Software Engineering Management & Warning logs vs Fatal logs
How to handle side effects
An underrated activity in software development from my experience is logging management. I do not want to dwell on the fact that what is recorded is often written in a way not understandable, or without a fixed scheme (which helps the log collection and analysis for SaaS products through dedicated software such as Logstash); instead I would like to think about the situation in which one is in doubt if it is better to log either a WARNING message or an ERROR message or even a FATAL one.
I ‘ve never been able to have a 100% consensus on the log level for critical situations, mainly because people sometimes feel the criticality in completely different ways. But to be as concrete and objective as possible I’ll begin to quote the common standard meaning for these three log levels:
- WARNING: it is used when you have detected an unexpected application problem.

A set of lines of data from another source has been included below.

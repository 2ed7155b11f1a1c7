// SPDX-FileCopyrightText: 2026 Corvus Contributors
// SPDX-License-Identifier: MIT OR Apache-2.0

//! Explicit request context threaded through bus handlers.
//!
//! Carries cancellation, an optional deadline, the propagated trace
//! context, and metadata bound from headers. Replaces the ambient
//! context the transport would otherwise hide.

use std::collections::HashMap;
use std::time::{Duration, Instant};

use tokio_util::sync::CancellationToken;

use crate::trace::TraceContext;

/// Per-delivery context handed to every handler.
#[derive(Debug, Clone)]
pub struct RequestContext {
    /// Cancellation signal; cancelled on shutdown or caller abort.
    pub cancellation: CancellationToken,
    /// Absolute deadline set by the timeout middleware, if any.
    pub deadline: Option<Instant>,
    /// Propagated distributed-trace identifiers.
    pub trace: TraceContext,
    /// Metadata bound from headers by the metadata-extract middleware.
    pub metadata: HashMap<String, String>,
}

impl RequestContext {
    /// Fresh root context with a new trace.
    pub fn new_root() -> Self {
        Self::with_trace(TraceContext::new_root())
    }

    /// Context around an extracted (or minted) trace.
    pub fn with_trace(trace: TraceContext) -> Self {
        Self {
            cancellation: CancellationToken::new(),
            deadline: None,
            trace,
            metadata: HashMap::new(),
        }
    }

    /// Derives a child context: child trace span, child cancellation token.
    pub fn child(&self) -> Self {
        Self {
            cancellation: self.cancellation.child_token(),
            deadline: self.deadline,
            trace: self.trace.child(),
            metadata: self.metadata.clone(),
        }
    }

    pub fn is_cancelled(&self) -> bool {
        self.cancellation.is_cancelled()
    }

    /// Time left before the deadline; `None` when no deadline is set.
    pub fn remaining(&self) -> Option<Duration> {
        self.deadline
            .map(|d| d.saturating_duration_since(Instant::now()))
    }
}

impl Default for RequestContext {
    fn default() -> Self {
        Self::new_root()
    }
}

This means you are not quite sure whether the problem will recur or remain. You may not notice any harm to your application at this point. This issue is usually a situation that stops specific processes from running. Yet it does not mean that the application has been harmed. In fact, the code should continue to work as usual. You should eventually check these warnings just in case the problem reoccurs.

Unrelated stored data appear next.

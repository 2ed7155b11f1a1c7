// SPDX-FileCopyrightText: 2026 Corvus Contributors
// SPDX-License-Identifier: MIT OR Apache-2.0

//! Bus client wrapping a raw NATS connection.
//!
//! Adds the middleware chain, trace-propagating publish/request, and
//! task-per-delivery subscription dispatch. The client is cheap to clone
//! and safe for concurrent use; all subscriptions share the connection.

use std::time::Duration;

use bytes::Bytes;
use futures::StreamExt;
use serde::de::DeserializeOwned;
use serde::Serialize;
use tokio::task::JoinHandle;
use tracing::{debug, error};

use corvus_core::{CorvusError, Envelope};

use crate::context::RequestContext;
use crate::message::{BusMessage, Handler};
use crate::middleware::{apply_middlewares, Middleware};

/// Default timeout for request/reply calls.
pub const DEFAULT_REQUEST_TIMEOUT: Duration = Duration::from_secs(5);

/// Middleware-chained NATS client.
#[derive(Clone)]
pub struct BusClient {
    client: async_nats::Client,
    middlewares: Vec<Middleware>,
    request_timeout: Duration,
}

impl BusClient {
    /// Connects to the bus at `url`.
    pub async fn connect(url: &str) -> Result<Self, CorvusError> {
        let client = async_nats::connect(url)
            .await
            .map_err(|e| CorvusError::bus(format!("failed to connect to {url}"), e))?;
        Ok(Self::new(client))
    }

    /// Wraps an existing connection.
    pub fn new(client: async_nats::Client) -> Self {
        Self {
            client,
            middlewares: Vec::new(),
            request_timeout: DEFAULT_REQUEST_TIMEOUT,
        }
    }

    /// Appends a middleware to the chain. Registration order is
    /// preserved: the first registered runs outermost.
    pub fn with_middleware(mut self, mw: Middleware) -> Self {
        self.middlewares.push(mw);
        self
    }

    /// Overrides the default request timeout.
    pub fn with_request_timeout(mut self, timeout: Duration) -> Self {
        self.request_timeout = timeout;
        self
    }

    /// The underlying connection, for direct use (e.g. JetStream).
    pub fn raw(&self) -> &async_nats::Client {
        &self.client
    }

    /// Fire-and-forget publish with the current trace injected into headers.
    ///
    /// Returns after the connection has accepted the frame.
    pub async fn publish(
        &self,
        ctx: &RequestContext,
        subject: &str,
        payload: Bytes,
    ) -> Result<(), CorvusError> {
        let mut headers = async_nats::HeaderMap::new();
        ctx.trace.inject(&mut headers);

        self.client
            .publish_with_headers(subject.to_string(), headers, payload)
            .await
            .map_err(|e| CorvusError::bus(format!("failed to publish on {subject}"), e))?;
        self.client
            .flush()
            .await
            .map_err(|e| CorvusError::bus("failed to flush publish", e))
    }

    /// Serializes `value` and publishes it.
    pub async fn publish_json<T: Serialize>(
        &self,
        ctx: &RequestContext,
        subject: &str,
        value: &T,
    ) -> Result<(), CorvusError> {
        let payload = serde_json::to_vec(value)?;
        self.publish(ctx, subject, payload.into()).await
    }

    /// Request/reply with trace propagation and deadline handling.
    ///
    /// Uses the smaller of the context's remaining deadline and the
    /// configured default timeout. The reply's context is re-populated
    /// from the reply headers.
    pub async fn request(
        &self,
        ctx: &RequestContext,
        subject: &str,
        payload: Bytes,
    ) -> Result<BusMessage, CorvusError> {
        let mut headers = async_nats::HeaderMap::new();
        ctx.trace.inject(&mut headers);

        let timeout = match ctx.remaining() {
            Some(remaining) => remaining.min(self.request_timeout),
            None => self.request_timeout,
        };

        let request = async_nats::Request::new()
            .payload(payload)
            .headers(headers);

        let send = self.client.send_request(subject.to_string(), request);

        let response = tokio::select! {
            result = tokio::time::timeout(timeout, send) => match result {
                Err(_) => return Err(CorvusError::Timeout { duration: timeout }),
                Ok(Err(e)) => return Err(map_request_error(subject, e)),
                Ok(Ok(msg)) => msg,
            },
            _ = ctx.cancellation.cancelled() => return Err(CorvusError::Cancelled),
        };

        debug!(subject = %subject, "bus request completed");
        Ok(BusMessage::from_delivery(response, self.client.clone()))
    }

    /// Request/reply over typed JSON bodies with the universal envelope.
    pub async fn request_json<Req, Resp>(
        &self,
        ctx: &RequestContext,
        subject: &str,
        body: &Req,
    ) -> Result<Resp, CorvusError>
    where
        Req: Serialize,
        Resp: DeserializeOwned,
    {
        let payload = serde_json::to_vec(body)?;
        let reply = self.request(ctx, subject, payload.into()).await?;
        let envelope: Envelope<Resp> = reply.decode()?;
        envelope.into_result()
    }

    /// Subscribes `handler` to every message on `subject`.
    ///
    /// Each delivery runs the full middleware chain in its own task;
    /// handler errors are logged and never stop the dispatcher. The
    /// returned handle owns the dispatch loop.
    pub async fn subscribe(
        &self,
        subject: &str,
        handler: Handler,
    ) -> Result<JoinHandle<()>, CorvusError> {
        let subscriber = self
            .client
            .subscribe(subject.to_string())
            .await
            .map_err(|e| CorvusError::bus(format!("failed to subscribe to {subject}"), e))?;
        Ok(self.spawn_dispatch(subject, subscriber, handler))
    }

    /// Load-balanced subscription: at most one member of `group`
    /// processes each message.
    pub async fn queue_subscribe(
        &self,
        subject: &str,
        group: &str,
        handler: Handler,
    ) -> Result<JoinHandle<()>, CorvusError> {
        let subscriber = self
            .client
            .queue_subscribe(subject.to_string(), group.to_string())
            .await
            .map_err(|e| {
                CorvusError::bus(format!("failed to queue-subscribe to {subject}"), e)
            })?;
        Ok(self.spawn_dispatch(subject, subscriber, handler))
    }

    fn spawn_dispatch(
        &self,
        subject: &str,
        mut subscriber: async_nats::Subscriber,
        handler: Handler,
    ) -> JoinHandle<()> {
        let chained = apply_middlewares(&self.middlewares, handler);
        let client = self.client.clone();
        let subject = subject.to_string();

        tokio::spawn(async move {
            while let Some(msg) = subscriber.next().await {
                let chained = chained.clone();
                let client = client.clone();
                let subject = subject.clone();
                tokio::spawn(async move {
                    let bus_msg = BusMessage::from_delivery(msg, client);
                    if let Err(e) = chained(bus_msg).await {
                        error!(subject = %subject, error = %e, "handler error");
                    }
                });
            }
            debug!(subject = %subject, "subscription closed");
        })
    }
}

fn map_request_error(subject: &str, err: async_nats::RequestError) -> CorvusError {
    match err.kind() {
        async_nats::RequestErrorKind::NoResponders => CorvusError::NoResponders {
            subject: subject.to_string(),
        },
        async_nats::RequestErrorKind::TimedOut => CorvusError::Timeout {
            duration: DEFAULT_REQUEST_TIMEOUT,
        },
        _ => CorvusError::bus(format!("request on {subject} failed"), err),
    }
}

#[cfg(test)]
mod tests {
    use super::*;

    #[test]
    fn default_timeout_is_five_seconds() {
        assert_eq!(DEFAULT_REQUEST_TIMEOUT, Duration::from_secs(5));
    }

    #[tokio::test]
    async fn request_honors_context_deadline_over_default() {
        // A context whose deadline already passed must not wait the full
        // default timeout; we only check the arithmetic here.
        let mut ctx = RequestContext::new_root();
        ctx.deadline = Some(std::time::Instant::now());
        let remaining = ctx.remaining().unwrap();
        assert!(remaining.min(DEFAULT_REQUEST_TIMEOUT) <= Duration::from_millis(1));
    }
}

- ERROR: it does not mean your application is aborting. Instead, there is just an inability to access a service or a file. This ERROR shows a failure of something important in your application. This log level is used when a severe issue is stopping functions within the application from operating efficiently. Most of the time, the application will continue to run, but eventually, it will need to be addressed.
- FATAL: it means that the application is about to stop a serious problem or corruption from happening. The FATAL level of logging shows that the application’s situation is catastrophic, such that an important function is not working.

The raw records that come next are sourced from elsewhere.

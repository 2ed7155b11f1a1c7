// SPDX-FileCopyrightText: 2026 Corvus Contributors
// SPDX-License-Identifier: MIT OR Apache-2.0

//! Error types for the Corvus platform.
//!
//! Every error carries a stable `code()` string that travels inside reply
//! envelopes on the bus; the gateway maps codes back onto HTTP statuses.

use thiserror::Error;

/// The primary error type used across all Corvus crates.
#[derive(Debug, Error)]
pub enum CorvusError {
    // --- Identity / credential ---
    /// Email lookup or password verification failed.
    #[error("invalid credentials")]
    InvalidCredentials,

    /// No user with the given identifier.
    #[error("user not found")]
    UserNotFound,

    /// The user exists but has been deactivated.
    #[error("user is not active")]
    UserNotActive,

    /// The caller is not allowed to perform the operation.
    #[error("unauthorized")]
    Unauthorized,

    // --- Token ---
    /// Signature, shape, or claim verification failed.
    #[error("invalid token")]
    InvalidToken,

    /// The token was valid once but its expiry has passed.
    #[error("token has expired")]
    ExpiredToken,

    /// No record for the given token value.
    #[error("token not found")]
    TokenNotFound,

    // --- Registration ---
    #[error("username already exists")]
    UsernameExists,

    #[error("email already exists")]
    EmailExists,

    #[error("invalid email format")]
    InvalidEmail,

    #[error("password does not meet requirements")]
    InvalidPassword,

    #[error("registration request not found")]
    RegistrationNotFound,

    /// The request has already been approved or rejected.
    #[error("registration request is not pending")]
    RegistrationNotPending,

    // --- Pipeline ---
    /// Document resolved to an empty string after trimming.
    #[error("document content is empty")]
    EmptyDocument,

    /// The chunker produced nothing for a non-empty document.
    #[error("no chunks generated")]
    NoChunksGenerated,

    /// Object store or key-value backend failure.
    #[error("storage error: {message}")]
    Storage {
        message: String,
        #[source]
        source: Option<Box<dyn std::error::Error + Send + Sync>>,
    },

    /// Embedding model failure.
    #[error("embedding error: {message}")]
    Embed {
        message: String,
        #[source]
        source: Option<Box<dyn std::error::Error + Send + Sync>>,
    },

    /// Vector database write failure.
    #[error("upsert error: {message}")]
    Upsert {
        message: String,
        #[source]
        source: Option<Box<dyn std::error::Error + Send + Sync>>,
    },

    // --- Transport ---
    /// Operation exceeded its deadline.
    #[error("timeout exceeded after {duration:?}")]
    Timeout { duration: std::time::Duration },

    /// Nobody is listening on the requested subject.
    #[error("no responders on subject {subject}")]
    NoResponders { subject: String },

    /// The request context was cancelled before the operation finished.
    #[error("context cancelled")]
    Cancelled,

    /// JSON encode/decode failure on a wire payload.
    #[error("serialization error: {0}")]
    Serialization(#[from] serde_json::Error),

    /// Bus connection or protocol failure.
    #[error("bus error: {message}")]
    Bus {
        message: String,
        #[source]
        source: Option<Box<dyn std::error::Error + Send + Sync>>,
    },

    // --- Programming ---
    /// A handler panicked; the recover middleware promoted it to an error.
    #[error("panic recovered: {0}")]
    PanicRecovered(String),

    // --- Ambient ---
    /// Configuration errors (invalid TOML, missing required fields).
    #[error("configuration error: {0}")]
    Config(String),

    /// Internal or unexpected errors.
    #[error("internal error: {0}")]
    Internal(String),
}

impl CorvusError {
    /// Stable wire code for this error, carried in reply envelopes.
    pub fn code(&self) -> &'static str {
        match self {
            Self::InvalidCredentials => "invalid_credentials",
            Self::UserNotFound => "user_not_found",
            Self::UserNotActive => "user_not_active",
            Self::Unauthorized => "unauthorized",
            Self::InvalidToken => "invalid_token",
            Self::ExpiredToken => "expired_token",
            Self::TokenNotFound => "token_not_found",
            Self::UsernameExists => "username_exists",
            Self::EmailExists => "email_exists",
            Self::InvalidEmail => "invalid_email",
            Self::InvalidPassword => "invalid_password",
            Self::RegistrationNotFound => "registration_not_found",
            Self::RegistrationNotPending => "registration_not_pending",
            Self::EmptyDocument => "empty_document",
            Self::NoChunksGenerated => "no_chunks_generated",
            Self::Storage { .. } => "storage_error",
            Self::Embed { .. } => "embed_error",
            Self::Upsert { .. } => "upsert_error",
            Self::Timeout { .. } => "timeout_exceeded",
            Self::NoResponders { .. } => "no_responders",
            Self::Cancelled => "cancelled",
            Self::Serialization(_) => "serialization_error",
            Self::Bus { .. } => "bus_error",
            Self::PanicRecovered(_) => "panic_recovered",
            Self::Config(_) => "config_error",
            Self::Internal(_) => "internal_error",
        }
    }

    /// Reconstructs a unit-variant error from its wire code.
    ///
    /// Codes of variants that carry payloads (storage, bus, ...) cannot be
    /// reconstructed losslessly and return `None`; callers fall back to
    /// [`CorvusError::Internal`] with the original message.
    pub fn from_code(code: &str) -> Option<Self> {
        match code {
            "invalid_credentials" => Some(Self::InvalidCredentials),
            "user_not_found" => Some(Self::UserNotFound),
            "user_not_active" => Some(Self::UserNotActive),
            "unauthorized" => Some(Self::Unauthorized),
            "invalid_token" => Some(Self::InvalidToken),
            "expired_token" => Some(Self::ExpiredToken),
            "token_not_found" => Some(Self::TokenNotFound),
            "username_exists" => Some(Self::UsernameExists),
            "email_exists" => Some(Self::EmailExists),
            "invalid_email" => Some(Self::InvalidEmail),
            "invalid_password" => Some(Self::InvalidPassword),
            "registration_not_found" => Some(Self::RegistrationNotFound),
            "registration_not_pending" => Some(Self::RegistrationNotPending),
            "empty_document" => Some(Self::EmptyDocument),
            "no_chunks_generated" => Some(Self::NoChunksGenerated),
            _ => None,
        }
    }

    /// Convenience constructor for storage errors wrapping a source.
    pub fn storage<E>(message: impl Into<String>, source: E) -> Self
    where
        E: std::error::Error + Send + Sync + 'static,
    {
        Self::Storage {
            message: message.into(),
            source: Some(Box::new(source)),
        }
    }

    /// Convenience constructor for bus errors wrapping a source.
    pub fn bus<E>(message: impl Into<String>, source: E) -> Self
    where
        E: std::error::Error + Send + Sync + 'static,
    {
        Self::Bus {
            message: message.into(),
            source: Some(Box::new(source)),
        }
    }
}

#[cfg(test)]
mod tests {
    use super::*;

    #[test]
    fn codes_round_trip_for_unit_variants() {
        let variants = [
            CorvusError::InvalidCredentials,
            CorvusError::UserNotFound,
            CorvusError::UserNotActive,
            CorvusError::Unauthorized,
            CorvusError::InvalidToken,
            CorvusError::ExpiredToken,
            CorvusError::TokenNotFound,
            CorvusError::UsernameExists,
            CorvusError::EmailExists,
            CorvusError::InvalidEmail,
            CorvusError::InvalidPassword,
            CorvusError::RegistrationNotFound,
            CorvusError::RegistrationNotPending,
            CorvusError::EmptyDocument,
            CorvusError::NoChunksGenerated,
        ];
        for v in variants {
            let code = v.code();
            let back = CorvusError::from_code(code).expect("unit variant should round-trip");
            assert_eq!(back.code(), code);
        }
    }

    #[test]
    fn payload_variants_have_no_from_code() {
        assert!(CorvusError::from_code("storage_error").is_none());
        assert!(CorvusError::from_code("bus_error").is_none());
        assert!(CorvusError::from_code("does_not_exist").is_none());
    }

    #[test]
    fn display_messages_are_stable() {
        assert_eq!(
            CorvusError::InvalidCredentials.to_string(),
            "invalid credentials"
        );
        assert_eq!(
            CorvusError::RegistrationNotPending.to_string(),
            "registration request is not pending"
        );
        let t = CorvusError::Timeout {
            duration: std::time::Duration::from_secs(5),
        };
        assert!(t.to_string().contains("5s"));
    }
}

Just from the above descriptions you can see how sometimes it is hard to select one or another log level. But the situation I face most of the time is the one where your application has to start with a given input shaped in a specific (even complex) way. What should we log if the application recognizes that the input data is missing or even incorrectly modeled?
If these incorrect inputs broke the functionality of the application or even if the output produced are meaningless I would like to stop the application as soon as possible informing of the detected problems for which the abnormal behaviour has been observed. So this goes more in the approach of the FATAL management. Clearly this is a difficult road and probably the best option I would desire is to have an application designed as robust as possible to be resilient against errors and therefore able to move foreward without degradation (especially in a SaaS context), but it is not easy and not feasible everytime. Peraphs the situation can be mitigated if your application has a User Interface and you can visually notify the user that something is going wrong and you can disable the affected functionalities at the UI level. While this approach is possible, it is still not easy to follow because it requires a fairly good and modular design of your application. But what if your application does not have any UI, but only a set of APIs? I think that even in this case the approach should be robust in the sense that the API responses should contain the the error info.
Something that I totally disagree is when I hear proposals where it is claimed to go on with the application just logging WARNING or ERROR and not giving any other feedback to the user, assuming that he will be able to understand the results he is getting are corrupted and so that he will inspect the log files. This type of approach is failing for me in both the assumptions because nobody can grant the user will be capable to recognized crapped outputs, and why should we think that the log file will be read by the user? This type of approach is rooted in the assumption that you have clever users.
The key to a product’s success is its simplicity and it does not mean that it has zero complexity, but it is shaped in a way that the cognitive load of the user is minimized. The smoother and easier the user experience, the better.